__Task to complete__:
Reproduce the listing below exactly, from its first line down to and including the line with "pub struct PublicUser".

__Recorded information__:

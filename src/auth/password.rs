use argon2::{
    password_hash::{PasswordHash, PasswordHasher, PasswordVerifier, SaltString},
    Argon2,
};
use rand::rngs::OsRng;
use tracing::error;

/// Hash a plaintext password with a fresh OS-random salt.
pub fn hash_password(plain: &str) -> anyhow::Result<String> {
    let salt = SaltString::generate(&mut OsRng);
    let argon2 = Argon2::default();
    let hash = argon2
        .hash_password(plain.as_bytes(), &salt)
        .map_err(|e| {
            error!(error = %e, "argon2 hash_password error");
            anyhow::anyhow!(e.to_string())
        })?
        .to_string();
    Ok(hash)
}

pub fn verify_password(plain: &str, hash: &str) -> anyhow::Result<bool> {
    let parsed = PasswordHash::new(hash).map_err(|e| {
        error!(error = %e, "argon2 parse hash error");
        anyhow::anyhow!(e.to_string())
    })?;
    Ok(Argon2::default()
        .verify_password(plain.as_bytes(), &parsed)
        .is_ok())
}
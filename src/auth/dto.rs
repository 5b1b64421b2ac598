use serde::{Deserialize, Serialize};
use time::OffsetDateTime;
use uuid::Uuid;

use crate::auth::repo_types::User;

/// Request body for signup.
#[derive(Debug, Deserialize)]
pub struct SignupRequest {
    pub email: String,
    pub password: String,
    pub name: Option<String>,
}

/// Request body for login.
#[derive(Debug, Deserialize)]
pub struct LoginRequest {
    pub email: String,
    pub password: String,
}

/// Request body for profile update; omitted fields are left untouched.
#[derive(Debug, Clone, Deserialize)]
pub struct UpdateProfileRequest {
    pub name: Option<String>,
    pub email: Option<String>,
}

/// Public projection of a user. The password hash has no path into this type.
#[derive(Debug, Clone, Serialize)]
#[serde(rename_all = "camelCase")]
pub struct PublicUser {
    pub id: Uuid,
    pub email: String,
    pub name: Option<String>,
    #[serde(with = "time::serde::rfc3339")]
    pub created_at: OffsetDateTime,
    #[serde(with = "time::serde::rfc3339")]
    pub updated_at: OffsetDateTime,
}

impl From<User> for PublicUser {
    fn from(user: User) -> Self {
        Self {
            id: user.id,
            email: user.email,
            name: user.name,
            created_at: user.created_at,
            updated_at: user.updated_at,
        }
    }
}

/// Success body for signup, login and profile update.
#[derive(Debug, Serialize)]
pub struct AuthResponse {
    pub success: bool,
    pub user: PublicUser,
}

/// Body of the session check; `user` is null for anonymous callers.
#[derive(Debug, Serialize)]
pub struct SessionResponse {
    pub user: Option<PublicUser>,
}

#[derive(Debug, Serialize)]
pub struct OkResponse {
    pub success: bool,
}

#[cfg(test)]
mod tests {
    use super::*;

    fn sample_user() -> User {
        let now = OffsetDateTime::now_utc();
        User {
            id: Uuid::new_v4(),
            email: "test@example.com".into(),
            password_hash: "$argon2id$secret".into(),
            name: Some("Test User".into()),
            created_at: now,
            updated_at: now,
        }
    }

    #[test]
    fn public_user_never_contains_the_password_hash() {
        let json = serde_json::to_string(&PublicUser::from(sample_user())).unwrap();
        assert!(!json.contains("password"));
        assert!(!json.contains("argon2"));
        assert!(json.contains("test@example.com"));
    }

    #[test]
    fn public_user_uses_camel_case_timestamps() {
        let json = serde_json::to_string(&PublicUser::from(sample_user())).unwrap();
        assert!(json.contains("createdAt"));
        assert!(json.contains("updatedAt"));
    }

    #[test]
    fn session_response_serializes_null_for_anonymous() {
        let json = serde_json::to_string(&SessionResponse { user: None }).unwrap();
        assert_eq!(json, r#"{"user":null}"#);
    }
}
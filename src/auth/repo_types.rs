use serde::{Deserialize, Serialize};
use sqlx::FromRow;
use time::OffsetDateTime;
use uuid::Uuid;

/// User record in the database.
#[derive(Debug, Clone, Serialize, Deserialize, FromRow)]
pub struct User {
    pub id: Uuid,
    pub email: String,
    #[serde(skip_serializing)]
    pub password_hash: String,
    pub name: Option<String>,
    pub created_at: OffsetDateTime,
    pub updated_at: OffsetDateTime,
}

/// Fields required to insert a user. Email must already be normalized.
#[derive(Debug, Clone)]
pub struct NewUser {
    pub email: String,
    pub password_hash: String,
    pub name: Option<String>,
}

/// Partial update; `None` leaves the column untouched.
#[derive(Debug, Clone, Default)]
pub struct UserPatch {
    pub name: Option<String>,
    pub email: Option<String>,
}
use crate::state::AppState;
use axum::Router;

pub mod cache;
pub mod dto;
pub mod error;
pub mod handlers;
pub mod jwt;
pub mod password;
pub mod repo;
pub mod repo_types;
pub mod services;
pub mod session;

pub fn router() -> Router<AppState> {
    Router::new().merge(handlers::auth_routes())
}
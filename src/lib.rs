// lib.rs - csvscrub library root

//! # csvscrub - CSV export cleaner
//!
//! Strips embedded HTML markup from cell values and repairs the common
//! mojibake pattern where Windows-1252 bytes were previously misread as
//! UTF-8. One input file becomes one sanitized output file in a single
//! streaming pass.
//!
//! ## Features
//!
//! - **Header passthrough**: row 0 is copied through verbatim, never
//!   sanitized
//! - **Markup stripping**: lenient HTML parsing; `script`/`style` subtrees
//!   dropped, deep text extraction for everything else
//! - **Encoding repair**: per-span Windows-1252 fallbacks in both the encode
//!   and decode direction; malformed input can never fail the run
//! - **BOM-signed output**: UTF-8 with a leading byte-order mark so
//!   spreadsheet applications pick the right encoding
//!
//! ## Basic Usage
//!
//! ```rust,no_run
//! use csvscrub::prelude::*;
//!
//! let summary = sanitize_csv("export.csv", "clean.csv")?;
//! println!("{} cells rewritten", summary.cells_rewritten);
//! # Ok::<(), String>(())
//! ```

// Re-export all main modules
pub mod cli;
pub mod core;
pub mod data;
pub mod output;

// Convenience prelude for common imports
pub mod prelude {
    pub use crate::cli::{read_args, usage_text, validate_args, Args, ValidationResult};
    pub use crate::core::{decode_utf8, encode_cp1252, fix_encoding};
    pub use crate::core::{sanitize_cell, sanitize_csv, sanitize_row, strip_markup};
    pub use crate::core::TranscodeSummary;
    pub use crate::data::CsvSource;
    pub use crate::output::CsvSink;
}

// Re-export main types at the root level for convenience
pub use crate::cli::{Args, ValidationResult};
pub use crate::core::{sanitize_csv, TranscodeSummary};

/// Library version
pub const VERSION: &str = env!("CARGO_PKG_VERSION");

/// Get library information
pub fn get_info() -> String {
    format!("csvscrub v{} - CSV export cleaner", VERSION)
}
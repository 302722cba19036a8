// mod.rs - Core sanitization module

pub mod encoding;
pub mod sanitize;
pub mod transcode;

// Re-export main types for convenience
pub use encoding::{decode_utf8, encode_cp1252, fix_encoding};
pub use sanitize::{sanitize_cell, sanitize_row, strip_markup};
pub use transcode::{sanitize_csv, TranscodeSummary};
// encoding.rs - Windows-1252 mojibake repair

use encoding_rs::WINDOWS_1252;

/// Repair text whose Windows-1252 bytes were previously misread as UTF-8.
///
/// The string is narrowed back to Windows-1252 bytes (keeping the raw UTF-8
/// bytes of any character the table cannot represent) and then re-read as
/// UTF-8, so corruption like "â‚¬" collapses back to "€". Text that is
/// already clean round-trips unchanged.
pub fn fix_encoding(text: &str) -> String {
    decode_utf8(&encode_cp1252(text))
}

/// Encode as Windows-1252; unmappable characters keep their UTF-8 bytes.
pub fn encode_cp1252(text: &str) -> Vec<u8> {
    let mut bytes = Vec::with_capacity(text.len());
    let mut buf = [0u8; 4];

    // The encoder escapes unmappables as numeric character references, so it
    // is driven one character at a time and its output discarded for any
    // character that fails to map.
    for ch in text.chars() {
        let utf8 = ch.encode_utf8(&mut buf);
        let (encoded, _, unmappable) = WINDOWS_1252.encode(utf8);
        if unmappable {
            bytes.extend_from_slice(utf8.as_bytes());
        } else {
            bytes.extend_from_slice(&encoded);
        }
    }

    bytes
}

/// Decode as UTF-8; invalid byte runs are decoded as Windows-1252 instead.
///
/// Only the minimal offending span reported by the UTF-8 validator falls back
/// to Windows-1252, so one bad byte never discards surrounding valid text.
/// Windows-1252 maps every byte, hence this can never fail.
pub fn decode_utf8(bytes: &[u8]) -> String {
    let mut out = String::with_capacity(bytes.len());
    let mut rest = bytes;

    loop {
        match std::str::from_utf8(rest) {
            Ok(valid) => {
                out.push_str(valid);
                break;
            }
            Err(err) => {
                let valid_up_to = err.valid_up_to();
                // The prefix below valid_up_to is already validated.
                out.push_str(&String::from_utf8_lossy(&rest[..valid_up_to]));

                let bad_len = err.error_len().unwrap_or(rest.len() - valid_up_to);
                let bad_run = &rest[valid_up_to..valid_up_to + bad_len];
                let (fallback, _, _) = WINDOWS_1252.decode(bad_run);
                out.push_str(&fallback);

                rest = &rest[valid_up_to + bad_len..];
            }
        }
    }

    out
}
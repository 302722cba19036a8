// reader.rs - Decoding CSV source

use crate::core::encoding::decode_utf8;
use std::fs::File;

/// CSV input stream. Records are read as raw bytes and every field is decoded
/// through the Windows-1252 fallback decoder, so malformed UTF-8 in the
/// export degrades per offending span instead of failing the read.
pub struct CsvSource {
    reader: csv::Reader<File>,
}

impl CsvSource {
    pub fn open(path: &str) -> Result<Self, String> {
        let file = File::open(path)
            .map_err(|e| format!("Failed to open input file '{}': {}", path, e))?;

        // has_headers(false): the header row is plain data here, the
        // transcode pass decides what to do with row 0.
        let reader = csv::ReaderBuilder::new()
            .has_headers(false)
            .flexible(true)
            .from_reader(file);

        Ok(Self { reader })
    }

    /// Consume the source into an owning row iterator.
    pub fn rows(self) -> RowIter {
        RowIter {
            reader: self.reader,
        }
    }
}

/// Owning iterator over decoded rows.
pub struct RowIter {
    reader: csv::Reader<File>,
}

impl Iterator for RowIter {
    type Item = Result<Vec<String>, String>;

    fn next(&mut self) -> Option<Self::Item> {
        let mut record = csv::ByteRecord::new();

        match self.reader.read_byte_record(&mut record) {
            Ok(true) => Some(Ok(record.iter().map(decode_utf8).collect())),
            Ok(false) => None,
            Err(e) => Some(Err(format!("Failed to read CSV record: {}", e))),
        }
    }
}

__Response__:
filename src/auth/password.rs
use argon2::{
    password_hash::{PasswordHash, PasswordHasher, PasswordVerifier, SaltString},
    Argon2,
};
use rand::rngs::OsRng;
use tracing::error;

/// Hash a plaintext password with a fresh OS-random salt.
pub fn hash_password(plain: &str) -> anyhow::Result<String> {
    let salt = SaltString::generate(&mut OsRng);
    let argon2 = Argon2::default();
    let hash = argon2
        .hash_password(plain.as_bytes(), &salt)
        .map_err(|e| {
            error!(error = %e, "argon2 hash_password error");
            anyhow::anyhow!(e.to_string())
        })?
        .to_string();
    Ok(hash)
}

pub fn verify_password(plain: &str, hash: &str) -> anyhow::Result<bool> {
    let parsed = PasswordHash::new(hash).map_err(|e| {
        error!(error = %e, "argon2 parse hash error");
        anyhow::anyhow!(e.to_string())
    })?;
    Ok(Argon2::default()
        .verify_password(plain.as_bytes(), &parsed)
        .is_ok())
}
filename src/auth/dto.rs
repository 5b1b64421b2ac598
use serde::{Deserialize, Serialize};
use time::OffsetDateTime;
use uuid::Uuid;

use crate::auth::repo_types::User;

/// Request body for signup.
#[derive(Debug, Deserialize)]
pub struct SignupRequest {
    pub email: String,
    pub password: String,
    pub name: Option<String>,
}

/// Request body for login.
#[derive(Debug, Deserialize)]
pub struct LoginRequest {
    pub email: String,
    pub password: String,
}

/// Request body for profile update; omitted fields are left untouched.
#[derive(Debug, Clone, Deserialize)]
pub struct UpdateProfileRequest {
    pub name: Option<String>,
    pub email: Option<String>,
}

/// Public projection of a user. The password hash has no path into this type.
#[derive(Debug, Clone, Serialize)]
#[serde(rename_all = "camelCase")]
pub struct PublicUser {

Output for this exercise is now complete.